Lastly, because I can’t end without a bit of humor. Even though the stigma is there, our [millennial] principles aren’t terrible. At least we don’t have to explain what the Tide Pod challenge was.

  • Great post Danielle.  Thanks for being so honest.  Resonates on so many levels.

  • Focus on what you want and not what you don't. That is such a powerful concept. You tend to get what you are looking for.

  • I love this.  Having raised two Millenials I can see a lot of what you've written in them and their attitudes, choices, and happiness.

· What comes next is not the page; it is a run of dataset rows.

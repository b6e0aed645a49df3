//! WebGL2 wireframe surface
//!
//! Every drawable is uploaded once as a vertex buffer plus an edge index
//! buffer and drawn with `gl.LINES`. Skinned drawables re-upload their
//! deformed positions each frame and are drawn with an identity model matrix.

use std::collections::HashMap;

use bevy_math::Mat4;
use spincanvas_scene::{DrawItem, FrameView, GeometryKey, RenderSurface, SurfaceConfig, SurfaceError};
use wasm_bindgen::JsCast;
use web_sys::{
    HtmlCanvasElement, HtmlElement, WebGl2RenderingContext as Gl, WebGlBuffer, WebGlProgram, WebGlShader,
    WebGlUniformLocation, WebGlVertexArrayObject,
};

const VERTEX_SHADER: &str = r#"#version 300 es
layout(location = 0) in vec3 a_position;
uniform mat4 u_view_projection;
uniform mat4 u_model;
void main() {
    gl_Position = u_view_projection * u_model * vec4(a_position, 1.0);
}
"#;

const FRAGMENT_SHADER: &str = r#"#version 300 es
precision mediump float;
uniform vec4 u_color;
out vec4 frag_color;
void main() {
    frag_color = u_color;
}
"#;

struct GpuGeometry {
    vao: WebGlVertexArrayObject,
    vertices: WebGlBuffer,
    indices: WebGlBuffer,
    index_count: i32,
}

struct Uniforms {
    view_projection: Option<WebGlUniformLocation>,
    model: Option<WebGlUniformLocation>,
    color: Option<WebGlUniformLocation>,
}

pub struct WebGlSurface {
    container: HtmlElement,
    canvas: HtmlCanvasElement,
    gl: Gl,
    program: Option<WebGlProgram>,
    uniforms: Uniforms,
    geometry: HashMap<GeometryKey, GpuGeometry>,
    pixel_ratio: f64,
}

impl WebGlSurface {
    pub fn new(window: &web_sys::Window, container: HtmlElement) -> Result<Self, SurfaceError> {
        let document = window
            .document()
            .ok_or_else(|| SurfaceError::Context("no document".to_string()))?;
        let canvas: HtmlCanvasElement = document
            .create_element("canvas")
            .map_err(|e| SurfaceError::Context(format!("{:?}", e)))?
            .dyn_into()
            .map_err(|_| SurfaceError::Context("canvas element cast failed".to_string()))?;

        let gl: Gl = canvas
            .get_context("webgl2")
            .map_err(|e| SurfaceError::Context(format!("{:?}", e)))?
            .ok_or_else(|| SurfaceError::Context("WebGL2 not supported".to_string()))?
            .dyn_into()
            .map_err(|_| SurfaceError::Context("WebGL2 context cast failed".to_string()))?;

        let vertex = compile_shader(&gl, Gl::VERTEX_SHADER, VERTEX_SHADER)?;
        let fragment = compile_shader(&gl, Gl::FRAGMENT_SHADER, FRAGMENT_SHADER)?;
        let program = link_program(&gl, &vertex, &fragment)?;
        gl.delete_shader(Some(&vertex));
        gl.delete_shader(Some(&fragment));

        let uniforms = Uniforms {
            view_projection: gl.get_uniform_location(&program, "u_view_projection"),
            model: gl.get_uniform_location(&program, "u_model"),
            color: gl.get_uniform_location(&program, "u_color"),
        };

        Ok(Self {
            container,
            canvas,
            gl,
            program: Some(program),
            uniforms,
            geometry: HashMap::new(),
            pixel_ratio: 1.0,
        })
    }

    fn upload(&self, item: &DrawItem<'_>) -> Option<GpuGeometry> {
        let gl = &self.gl;
        let vao = gl.create_vertex_array()?;
        let vertices = gl.create_buffer()?;
        let indices = gl.create_buffer()?;

        gl.bind_vertex_array(Some(&vao));

        gl.bind_buffer(Gl::ARRAY_BUFFER, Some(&vertices));
        let usage = if item.positions.is_some() { Gl::DYNAMIC_DRAW } else { Gl::STATIC_DRAW };
        let flat = flatten_positions(item);
        let array = js_sys::Float32Array::from(flat.as_slice());
        gl.buffer_data_with_array_buffer_view(Gl::ARRAY_BUFFER, &array, usage);
        gl.enable_vertex_attrib_array(0);
        gl.vertex_attrib_pointer_with_i32(0, 3, Gl::FLOAT, false, 0, 0);

        gl.bind_buffer(Gl::ELEMENT_ARRAY_BUFFER, Some(&indices));
        let edges: Vec<u32> = item.mesh.edges.iter().flatten().copied().collect();
        let array = js_sys::Uint32Array::from(edges.as_slice());
        gl.buffer_data_with_array_buffer_view(Gl::ELEMENT_ARRAY_BUFFER, &array, Gl::STATIC_DRAW);

        gl.bind_vertex_array(None);

        Some(GpuGeometry {
            vao,
            vertices,
            indices,
            index_count: edges.len() as i32,
        })
    }

    fn delete(&self, geometry: GpuGeometry) {
        self.gl.delete_buffer(Some(&geometry.vertices));
        self.gl.delete_buffer(Some(&geometry.indices));
        self.gl.delete_vertex_array(Some(&geometry.vao));
    }

    fn apply_size(&self, width: u32, height: u32) {
        let physical_width = (width as f64 * self.pixel_ratio).round() as u32;
        let physical_height = (height as f64 * self.pixel_ratio).round() as u32;
        self.canvas.set_width(physical_width);
        self.canvas.set_height(physical_height);

        let style = self.canvas.style();
        let _ = style.set_property("width", &format!("{}px", width));
        let _ = style.set_property("height", &format!("{}px", height));
        self.gl.viewport(0, 0, physical_width as i32, physical_height as i32);
    }
}

fn flatten_positions(item: &DrawItem<'_>) -> Vec<f32> {
    let positions = item.positions.as_deref().unwrap_or(&item.mesh.positions);
    positions.iter().flat_map(|p| p.to_array()).collect()
}

fn compile_shader(gl: &Gl, kind: u32, source: &str) -> Result<WebGlShader, SurfaceError> {
    let shader = gl
        .create_shader(kind)
        .ok_or_else(|| SurfaceError::Shader("unable to create shader".to_string()))?;
    gl.shader_source(&shader, source);
    gl.compile_shader(&shader);

    if gl
        .get_shader_parameter(&shader, Gl::COMPILE_STATUS)
        .as_bool()
        .unwrap_or(false)
    {
        Ok(shader)
    } else {
        let log = gl.get_shader_info_log(&shader).unwrap_or_default();
        gl.delete_shader(Some(&shader));
        Err(SurfaceError::Shader(log))
    }
}

fn link_program(gl: &Gl, vertex: &WebGlShader, fragment: &WebGlShader) -> Result<WebGlProgram, SurfaceError> {
    let program = gl
        .create_program()
        .ok_or_else(|| SurfaceError::Shader("unable to create program".to_string()))?;
    gl.attach_shader(&program, vertex);
    gl.attach_shader(&program, fragment);
    gl.link_program(&program);

    if gl
        .get_program_parameter(&program, Gl::LINK_STATUS)
        .as_bool()
        .unwrap_or(false)
    {
        Ok(program)
    } else {
        let log = gl.get_program_info_log(&program).unwrap_or_default();
        gl.delete_program(Some(&program));
        Err(SurfaceError::Shader(log))
    }
}

impl RenderSurface for WebGlSurface {
    fn configure(&mut self, config: &SurfaceConfig) {
        self.pixel_ratio = config.pixel_ratio.max(1.0);
        let [r, g, b, a] = config.clear_color;
        self.gl.clear_color(r, g, b, a);
        self.apply_size(config.width, config.height);
    }

    fn attach(&mut self) -> Result<(), SurfaceError> {
        self.container.set_inner_html("");
        let style = self.container.style();
        let _ = style.set_property("position", "relative");
        let _ = style.set_property("width", "100vw");
        let _ = style.set_property("height", "100vh");
        let _ = self.canvas.style().set_property("position", "fixed");

        self.container
            .append_child(&self.canvas)
            .map(|_| ())
            .map_err(|e| SurfaceError::Attach(format!("{:?}", e)))
    }

    fn resize(&mut self, width: u32, height: u32) {
        self.apply_size(width, height);
    }

    fn draw(&mut self, frame: &FrameView<'_>) {
        let Some(program) = self.program.as_ref() else {
            return;
        };
        let gl = &self.gl;
        let [r, g, b, a] = frame.clear_color;
        gl.clear_color(r, g, b, a);
        gl.clear(Gl::COLOR_BUFFER_BIT | Gl::DEPTH_BUFFER_BIT);
        gl.enable(Gl::DEPTH_TEST);
        gl.enable(Gl::BLEND);
        gl.blend_func(Gl::SRC_ALPHA, Gl::ONE_MINUS_SRC_ALPHA);

        gl.use_program(Some(program));
        gl.uniform_matrix4fv_with_f32_array(
            self.uniforms.view_projection.as_ref(),
            false,
            &frame.view_projection.to_cols_array(),
        );

        for item in &frame.items {
            if !self.geometry.contains_key(&item.key) {
                match self.upload(item) {
                    Some(geometry) => {
                        self.geometry.insert(item.key, geometry);
                    }
                    None => {
                        tracing::error!(key = ?item.key, "Failed to allocate GPU buffers");
                        continue;
                    }
                }
            }
            let Some(geometry) = self.geometry.get(&item.key) else {
                continue;
            };
            let gl = &self.gl;

            gl.bind_vertex_array(Some(&geometry.vao));
            let model = if item.positions.is_some() {
                // Skinned positions are already in world space
                gl.bind_buffer(Gl::ARRAY_BUFFER, Some(&geometry.vertices));
                let flat = flatten_positions(item);
                let array = js_sys::Float32Array::from(flat.as_slice());
                gl.buffer_data_with_array_buffer_view(Gl::ARRAY_BUFFER, &array, Gl::DYNAMIC_DRAW);
                Mat4::IDENTITY
            } else {
                item.world
            };

            gl.uniform_matrix4fv_with_f32_array(self.uniforms.model.as_ref(), false, &model.to_cols_array());
            gl.uniform4fv_with_f32_array(self.uniforms.color.as_ref(), &item.color);
            gl.draw_elements_with_i32(Gl::LINES, geometry.index_count, Gl::UNSIGNED_INT, 0);
        }
        self.gl.bind_vertex_array(None);
    }

    fn release_geometry(&mut self, key: GeometryKey) {
        if let Some(geometry) = self.geometry.remove(&key) {
            self.delete(geometry);
        }
    }

    fn detach(&mut self) {
        if let Some(parent) = self.canvas.parent_node() {
            let _ = parent.remove_child(&self.canvas);
        }
    }

    fn dispose(&mut self) {
        let remaining: Vec<GpuGeometry> = self.geometry.drain().map(|(_, g)| g).collect();
        for geometry in remaining {
            self.delete(geometry);
        }
        if let Some(program) = self.program.take() {
            self.gl.delete_program(Some(&program));
        }
    }
}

    The other thing that sticks in my mind about Millenials is that they are justified in their description of being "The Skeptical Generation."  They're bombarded with news and facts that contain little or no truth.  They hear diametrically opposed opinions stated as fact.  And they turn to the Internet to generate a degree of input that may help them choose one statement or its opposite as "truth."

    So much of import lies in attitudes and feelings of my two Millennials.  Biology and anatomy no longer govern are allowed to pigeon-hole descriptions of themselves (or of others), and instead they "understand" that the present attitude or feelings towards potential mates effectively obsolete my male WASP  education.  LGTBQ are insufficient for their needs, and are far beyond mine.  Labels are unnecessary in their world, but remain a traditional and habitual go-to in mine.  And thus am I obsoleted until I give up my feeble old-man pigeon holing and accept anything and anyone, or until I learn their lives better.

    I'm happy they make safe choices and are nearly self-sufficient.  I hope they represent the worst of the world, while I fear they represent some of its best potential.

    Thank you for a Millennial story!

  • Focusing on the positive instead of the negative will always get you halfway there I think.  Try to see the glass half full not half empty.  I'm from the X Generation.  We were the latch key kids, the MTV generation, we were the slackers, cynical, and disaffected.  Many of us have the big entrepreneurial tendencies.  Researchers say we achieved work/life balance active and happy.  We are also the first generation to not have things better than our parents did.  Where the boomers always seeked the limelight and bragged about their accomplishments we often created "elaborate mythologies" around our achievements.  We created Google, Amazon, wikipedia, and Youtube.  We offset our not making as much as our parents generation, the boomers, did by women going to work too... it's what we did to do to survive.  I'm not sure we left the best legacy behind for millenials.  We made some things too easy with technology and it may have not been the best for your generation... for that I think many GenX are regretful in ways.

    But boy did we make some great music!  The 53x Pistols (had to edit that one for it to take), The Clash, The Cure, N.W.A., The Beastie Boys, RUSH, Iron Maiden... the list goes on.

  • You’re doing exactly what you should be doing if you’re fulfilled in what you’re doing.